• [Activity] Look at the entries below and restate word for word the lines from the first through the one that has "at a time and".

• [Data extracted from a collection]
*** Block opens ***
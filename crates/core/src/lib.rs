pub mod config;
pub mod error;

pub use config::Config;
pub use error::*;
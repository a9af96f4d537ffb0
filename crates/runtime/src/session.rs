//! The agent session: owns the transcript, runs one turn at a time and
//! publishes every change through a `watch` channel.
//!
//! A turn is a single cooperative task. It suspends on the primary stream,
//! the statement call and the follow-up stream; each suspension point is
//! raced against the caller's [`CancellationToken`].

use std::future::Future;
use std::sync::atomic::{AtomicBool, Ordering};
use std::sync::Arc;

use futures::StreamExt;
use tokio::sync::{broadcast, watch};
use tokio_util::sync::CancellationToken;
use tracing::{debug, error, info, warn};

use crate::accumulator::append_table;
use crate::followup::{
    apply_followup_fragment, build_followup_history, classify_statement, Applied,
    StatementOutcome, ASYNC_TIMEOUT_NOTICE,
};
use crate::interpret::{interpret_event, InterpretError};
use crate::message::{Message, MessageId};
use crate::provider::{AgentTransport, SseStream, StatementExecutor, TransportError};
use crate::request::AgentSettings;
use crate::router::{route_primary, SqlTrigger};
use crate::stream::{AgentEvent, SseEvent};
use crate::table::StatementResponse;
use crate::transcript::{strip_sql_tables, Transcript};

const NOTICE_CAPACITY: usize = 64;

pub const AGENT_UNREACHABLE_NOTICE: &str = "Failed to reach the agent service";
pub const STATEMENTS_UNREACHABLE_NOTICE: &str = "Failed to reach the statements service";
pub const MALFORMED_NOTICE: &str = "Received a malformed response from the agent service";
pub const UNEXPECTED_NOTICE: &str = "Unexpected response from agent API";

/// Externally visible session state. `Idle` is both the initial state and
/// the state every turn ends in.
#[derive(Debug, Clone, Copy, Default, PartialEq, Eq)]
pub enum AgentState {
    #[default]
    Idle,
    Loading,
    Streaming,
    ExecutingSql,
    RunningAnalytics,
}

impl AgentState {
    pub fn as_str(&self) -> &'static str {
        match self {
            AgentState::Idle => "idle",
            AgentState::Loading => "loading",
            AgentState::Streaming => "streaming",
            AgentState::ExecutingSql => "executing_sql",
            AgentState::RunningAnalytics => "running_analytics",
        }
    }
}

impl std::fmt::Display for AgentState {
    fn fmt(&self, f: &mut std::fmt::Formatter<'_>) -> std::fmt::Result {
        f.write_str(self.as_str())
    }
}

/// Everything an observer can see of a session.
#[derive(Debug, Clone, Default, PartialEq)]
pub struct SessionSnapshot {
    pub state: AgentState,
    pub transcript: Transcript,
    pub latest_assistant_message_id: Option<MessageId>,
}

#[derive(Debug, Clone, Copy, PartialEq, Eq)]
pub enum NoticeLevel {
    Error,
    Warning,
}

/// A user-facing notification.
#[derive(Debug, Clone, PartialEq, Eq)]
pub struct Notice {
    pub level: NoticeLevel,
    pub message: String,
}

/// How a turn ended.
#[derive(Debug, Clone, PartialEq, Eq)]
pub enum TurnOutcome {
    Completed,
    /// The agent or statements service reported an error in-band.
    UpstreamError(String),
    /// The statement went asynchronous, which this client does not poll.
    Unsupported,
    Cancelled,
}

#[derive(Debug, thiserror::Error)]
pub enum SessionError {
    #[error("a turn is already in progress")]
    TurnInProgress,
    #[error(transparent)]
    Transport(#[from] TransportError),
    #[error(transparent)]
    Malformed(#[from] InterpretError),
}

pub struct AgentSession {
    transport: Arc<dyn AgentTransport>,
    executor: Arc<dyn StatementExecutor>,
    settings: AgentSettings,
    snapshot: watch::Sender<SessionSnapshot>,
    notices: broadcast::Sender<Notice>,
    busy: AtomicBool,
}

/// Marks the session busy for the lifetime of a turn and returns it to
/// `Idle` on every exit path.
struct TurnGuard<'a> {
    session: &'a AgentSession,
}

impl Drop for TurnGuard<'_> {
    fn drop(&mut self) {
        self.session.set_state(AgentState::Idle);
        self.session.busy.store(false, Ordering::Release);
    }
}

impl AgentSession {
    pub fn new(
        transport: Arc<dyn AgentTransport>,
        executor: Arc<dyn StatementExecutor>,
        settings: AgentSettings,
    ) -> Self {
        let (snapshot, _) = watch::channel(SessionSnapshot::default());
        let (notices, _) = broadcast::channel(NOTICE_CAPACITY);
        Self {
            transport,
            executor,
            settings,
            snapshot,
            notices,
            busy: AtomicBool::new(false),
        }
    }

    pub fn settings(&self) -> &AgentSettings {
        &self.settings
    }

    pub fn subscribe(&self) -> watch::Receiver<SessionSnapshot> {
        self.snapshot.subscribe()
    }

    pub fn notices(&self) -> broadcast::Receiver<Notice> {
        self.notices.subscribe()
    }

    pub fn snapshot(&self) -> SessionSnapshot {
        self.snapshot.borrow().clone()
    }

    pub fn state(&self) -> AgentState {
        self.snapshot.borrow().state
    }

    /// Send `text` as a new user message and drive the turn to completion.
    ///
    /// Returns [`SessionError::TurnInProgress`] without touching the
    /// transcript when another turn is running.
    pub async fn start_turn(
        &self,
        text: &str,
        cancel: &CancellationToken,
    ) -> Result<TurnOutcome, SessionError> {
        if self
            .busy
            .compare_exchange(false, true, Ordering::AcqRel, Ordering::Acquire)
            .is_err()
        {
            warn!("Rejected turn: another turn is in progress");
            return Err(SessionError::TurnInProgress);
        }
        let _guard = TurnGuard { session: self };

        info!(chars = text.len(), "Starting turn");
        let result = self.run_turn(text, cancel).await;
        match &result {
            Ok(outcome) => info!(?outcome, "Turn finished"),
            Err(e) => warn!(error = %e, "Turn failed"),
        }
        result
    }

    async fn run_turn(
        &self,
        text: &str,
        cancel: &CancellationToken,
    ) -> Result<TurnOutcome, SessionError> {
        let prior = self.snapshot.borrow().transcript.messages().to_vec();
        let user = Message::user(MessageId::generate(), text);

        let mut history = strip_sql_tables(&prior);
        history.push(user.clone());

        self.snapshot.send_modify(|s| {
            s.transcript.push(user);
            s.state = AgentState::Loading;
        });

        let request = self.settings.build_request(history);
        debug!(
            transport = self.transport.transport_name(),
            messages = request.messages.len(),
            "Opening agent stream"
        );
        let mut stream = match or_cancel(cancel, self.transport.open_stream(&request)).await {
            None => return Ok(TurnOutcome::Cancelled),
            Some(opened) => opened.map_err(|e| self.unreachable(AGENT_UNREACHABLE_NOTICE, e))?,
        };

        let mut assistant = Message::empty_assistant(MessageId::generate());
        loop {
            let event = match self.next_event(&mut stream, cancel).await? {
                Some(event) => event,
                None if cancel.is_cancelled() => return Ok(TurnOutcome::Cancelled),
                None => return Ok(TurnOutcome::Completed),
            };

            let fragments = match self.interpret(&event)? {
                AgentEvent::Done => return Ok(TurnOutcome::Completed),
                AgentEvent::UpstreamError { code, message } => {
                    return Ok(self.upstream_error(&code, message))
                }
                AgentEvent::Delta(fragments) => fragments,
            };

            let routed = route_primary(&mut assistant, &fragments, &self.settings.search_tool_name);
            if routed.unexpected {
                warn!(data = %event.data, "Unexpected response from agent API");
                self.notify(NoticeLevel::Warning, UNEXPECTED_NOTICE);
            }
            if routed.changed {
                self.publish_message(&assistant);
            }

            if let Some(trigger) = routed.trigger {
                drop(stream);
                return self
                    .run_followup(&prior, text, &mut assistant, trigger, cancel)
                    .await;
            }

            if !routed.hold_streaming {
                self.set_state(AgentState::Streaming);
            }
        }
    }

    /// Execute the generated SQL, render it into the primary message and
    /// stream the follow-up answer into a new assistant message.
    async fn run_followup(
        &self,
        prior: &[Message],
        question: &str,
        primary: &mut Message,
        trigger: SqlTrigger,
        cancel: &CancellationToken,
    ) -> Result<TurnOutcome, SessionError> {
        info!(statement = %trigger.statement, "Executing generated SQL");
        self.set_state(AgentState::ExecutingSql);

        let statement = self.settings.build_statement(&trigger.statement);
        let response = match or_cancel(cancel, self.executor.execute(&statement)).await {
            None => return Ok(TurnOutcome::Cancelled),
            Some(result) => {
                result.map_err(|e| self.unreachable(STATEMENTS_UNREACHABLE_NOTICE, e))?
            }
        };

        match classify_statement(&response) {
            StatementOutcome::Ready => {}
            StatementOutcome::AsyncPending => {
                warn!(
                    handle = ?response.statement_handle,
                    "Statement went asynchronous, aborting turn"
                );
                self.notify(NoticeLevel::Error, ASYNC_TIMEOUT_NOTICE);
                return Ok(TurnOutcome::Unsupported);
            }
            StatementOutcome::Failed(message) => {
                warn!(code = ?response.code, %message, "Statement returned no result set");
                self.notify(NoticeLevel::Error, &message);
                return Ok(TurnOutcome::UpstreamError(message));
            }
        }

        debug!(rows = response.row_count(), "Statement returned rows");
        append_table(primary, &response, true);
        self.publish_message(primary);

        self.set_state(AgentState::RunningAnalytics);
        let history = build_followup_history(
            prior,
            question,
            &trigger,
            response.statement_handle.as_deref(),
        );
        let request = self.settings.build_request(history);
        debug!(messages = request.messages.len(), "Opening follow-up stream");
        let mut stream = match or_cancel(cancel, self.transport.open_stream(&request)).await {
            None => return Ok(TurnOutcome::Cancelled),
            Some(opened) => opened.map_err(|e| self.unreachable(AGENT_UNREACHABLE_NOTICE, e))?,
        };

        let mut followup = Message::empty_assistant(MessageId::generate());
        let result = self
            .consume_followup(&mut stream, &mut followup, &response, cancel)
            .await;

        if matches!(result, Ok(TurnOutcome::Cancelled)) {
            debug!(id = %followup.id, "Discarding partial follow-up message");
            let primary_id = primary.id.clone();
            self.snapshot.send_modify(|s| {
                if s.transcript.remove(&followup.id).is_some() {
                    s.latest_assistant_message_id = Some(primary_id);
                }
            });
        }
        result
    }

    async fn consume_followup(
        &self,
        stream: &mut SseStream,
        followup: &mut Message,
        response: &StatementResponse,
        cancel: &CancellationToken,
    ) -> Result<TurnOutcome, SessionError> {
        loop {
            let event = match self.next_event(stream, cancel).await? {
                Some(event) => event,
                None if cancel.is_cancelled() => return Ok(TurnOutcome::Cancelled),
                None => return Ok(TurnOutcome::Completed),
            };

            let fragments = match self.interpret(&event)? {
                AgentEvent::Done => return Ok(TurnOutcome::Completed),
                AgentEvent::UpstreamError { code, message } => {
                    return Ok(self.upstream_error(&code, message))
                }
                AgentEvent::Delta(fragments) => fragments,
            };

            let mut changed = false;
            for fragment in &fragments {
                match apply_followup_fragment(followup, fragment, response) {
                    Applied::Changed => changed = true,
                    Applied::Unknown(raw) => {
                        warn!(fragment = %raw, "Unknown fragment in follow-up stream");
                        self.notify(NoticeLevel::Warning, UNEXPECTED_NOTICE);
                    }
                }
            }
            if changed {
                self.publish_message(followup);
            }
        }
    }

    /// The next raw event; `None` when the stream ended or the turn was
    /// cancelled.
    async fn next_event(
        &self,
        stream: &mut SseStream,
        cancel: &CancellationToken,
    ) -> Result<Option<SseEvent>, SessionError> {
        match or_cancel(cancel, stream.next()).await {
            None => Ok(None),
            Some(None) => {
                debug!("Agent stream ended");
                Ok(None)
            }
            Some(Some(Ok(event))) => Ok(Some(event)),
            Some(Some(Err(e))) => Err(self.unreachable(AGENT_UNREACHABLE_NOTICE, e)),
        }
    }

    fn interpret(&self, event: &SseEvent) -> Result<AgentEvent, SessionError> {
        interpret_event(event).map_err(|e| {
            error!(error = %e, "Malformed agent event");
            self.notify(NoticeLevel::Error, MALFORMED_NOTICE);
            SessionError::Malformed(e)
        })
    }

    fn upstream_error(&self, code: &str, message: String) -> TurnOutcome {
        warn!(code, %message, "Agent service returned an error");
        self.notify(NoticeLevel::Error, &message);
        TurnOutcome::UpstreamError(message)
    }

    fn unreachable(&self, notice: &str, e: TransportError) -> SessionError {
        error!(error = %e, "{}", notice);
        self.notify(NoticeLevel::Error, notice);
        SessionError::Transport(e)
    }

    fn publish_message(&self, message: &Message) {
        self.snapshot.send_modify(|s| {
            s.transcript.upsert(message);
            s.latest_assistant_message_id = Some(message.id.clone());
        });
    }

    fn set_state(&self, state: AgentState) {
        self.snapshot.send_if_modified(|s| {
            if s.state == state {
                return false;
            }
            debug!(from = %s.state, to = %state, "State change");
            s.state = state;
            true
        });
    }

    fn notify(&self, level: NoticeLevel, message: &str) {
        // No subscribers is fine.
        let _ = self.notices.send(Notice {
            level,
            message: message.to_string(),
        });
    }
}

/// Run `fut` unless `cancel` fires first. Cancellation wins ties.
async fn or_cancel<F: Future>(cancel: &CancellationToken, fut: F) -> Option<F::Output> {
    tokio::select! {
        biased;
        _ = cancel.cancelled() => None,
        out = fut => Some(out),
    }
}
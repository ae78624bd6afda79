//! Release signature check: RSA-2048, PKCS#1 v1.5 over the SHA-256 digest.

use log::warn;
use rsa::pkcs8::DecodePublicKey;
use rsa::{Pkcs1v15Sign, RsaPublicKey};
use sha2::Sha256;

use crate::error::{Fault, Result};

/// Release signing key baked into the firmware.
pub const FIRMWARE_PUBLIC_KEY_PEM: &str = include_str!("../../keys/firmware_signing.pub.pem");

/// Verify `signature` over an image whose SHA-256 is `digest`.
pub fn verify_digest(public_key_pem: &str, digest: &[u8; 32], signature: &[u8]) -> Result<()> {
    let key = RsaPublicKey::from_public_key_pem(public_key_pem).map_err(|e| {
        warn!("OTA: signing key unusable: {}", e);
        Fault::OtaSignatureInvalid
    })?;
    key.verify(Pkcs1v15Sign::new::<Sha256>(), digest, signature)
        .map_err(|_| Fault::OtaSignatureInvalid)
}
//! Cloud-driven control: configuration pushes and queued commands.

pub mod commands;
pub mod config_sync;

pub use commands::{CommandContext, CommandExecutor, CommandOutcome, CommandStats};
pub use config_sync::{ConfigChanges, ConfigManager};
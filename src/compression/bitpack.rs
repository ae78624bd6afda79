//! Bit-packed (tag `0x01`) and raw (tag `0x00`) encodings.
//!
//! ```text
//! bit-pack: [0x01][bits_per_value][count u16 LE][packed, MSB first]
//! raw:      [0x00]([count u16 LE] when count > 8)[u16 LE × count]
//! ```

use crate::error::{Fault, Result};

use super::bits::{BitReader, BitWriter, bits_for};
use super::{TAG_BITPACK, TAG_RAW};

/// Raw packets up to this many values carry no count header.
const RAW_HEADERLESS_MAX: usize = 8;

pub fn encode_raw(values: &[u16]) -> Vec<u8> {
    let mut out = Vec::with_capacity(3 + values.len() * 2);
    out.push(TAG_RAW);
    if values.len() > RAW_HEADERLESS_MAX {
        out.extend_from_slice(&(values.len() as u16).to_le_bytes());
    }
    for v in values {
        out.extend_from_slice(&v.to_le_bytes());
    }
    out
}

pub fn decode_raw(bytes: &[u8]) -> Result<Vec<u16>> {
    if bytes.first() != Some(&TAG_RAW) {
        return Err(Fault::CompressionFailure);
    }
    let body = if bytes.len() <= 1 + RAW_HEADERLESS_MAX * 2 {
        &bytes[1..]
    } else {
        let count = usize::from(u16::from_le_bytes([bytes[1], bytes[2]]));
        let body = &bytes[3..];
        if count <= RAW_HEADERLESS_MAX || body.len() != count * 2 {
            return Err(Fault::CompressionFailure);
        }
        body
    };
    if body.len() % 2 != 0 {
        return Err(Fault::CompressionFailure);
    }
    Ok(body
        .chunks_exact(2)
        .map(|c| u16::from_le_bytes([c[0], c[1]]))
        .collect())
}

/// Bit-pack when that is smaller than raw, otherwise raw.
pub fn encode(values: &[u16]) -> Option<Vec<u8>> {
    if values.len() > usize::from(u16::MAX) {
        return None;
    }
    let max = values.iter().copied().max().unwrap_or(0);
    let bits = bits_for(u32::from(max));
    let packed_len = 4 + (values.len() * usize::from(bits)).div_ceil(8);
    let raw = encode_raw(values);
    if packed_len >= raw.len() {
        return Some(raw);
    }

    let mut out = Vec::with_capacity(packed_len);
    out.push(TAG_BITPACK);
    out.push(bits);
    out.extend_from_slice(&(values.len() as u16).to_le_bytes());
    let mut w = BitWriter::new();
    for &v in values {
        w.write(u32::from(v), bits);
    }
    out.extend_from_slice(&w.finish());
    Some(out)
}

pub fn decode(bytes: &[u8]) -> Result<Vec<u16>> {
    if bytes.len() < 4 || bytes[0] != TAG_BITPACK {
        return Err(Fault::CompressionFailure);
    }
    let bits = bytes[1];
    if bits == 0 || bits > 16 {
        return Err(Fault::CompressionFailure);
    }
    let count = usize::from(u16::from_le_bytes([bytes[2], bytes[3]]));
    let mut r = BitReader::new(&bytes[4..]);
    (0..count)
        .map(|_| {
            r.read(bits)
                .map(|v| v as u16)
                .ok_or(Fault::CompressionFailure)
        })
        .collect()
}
*** Block closes ***
• [Solution below]
filename crates/core/src/lib.rs
pub mod config;
pub mod error;

pub use config::Config;
pub use error::*;
repository a9af96f4d537ffb0
filename crates/runtime/src/session.rs
//! The agent session: owns the transcript, runs one turn at a time and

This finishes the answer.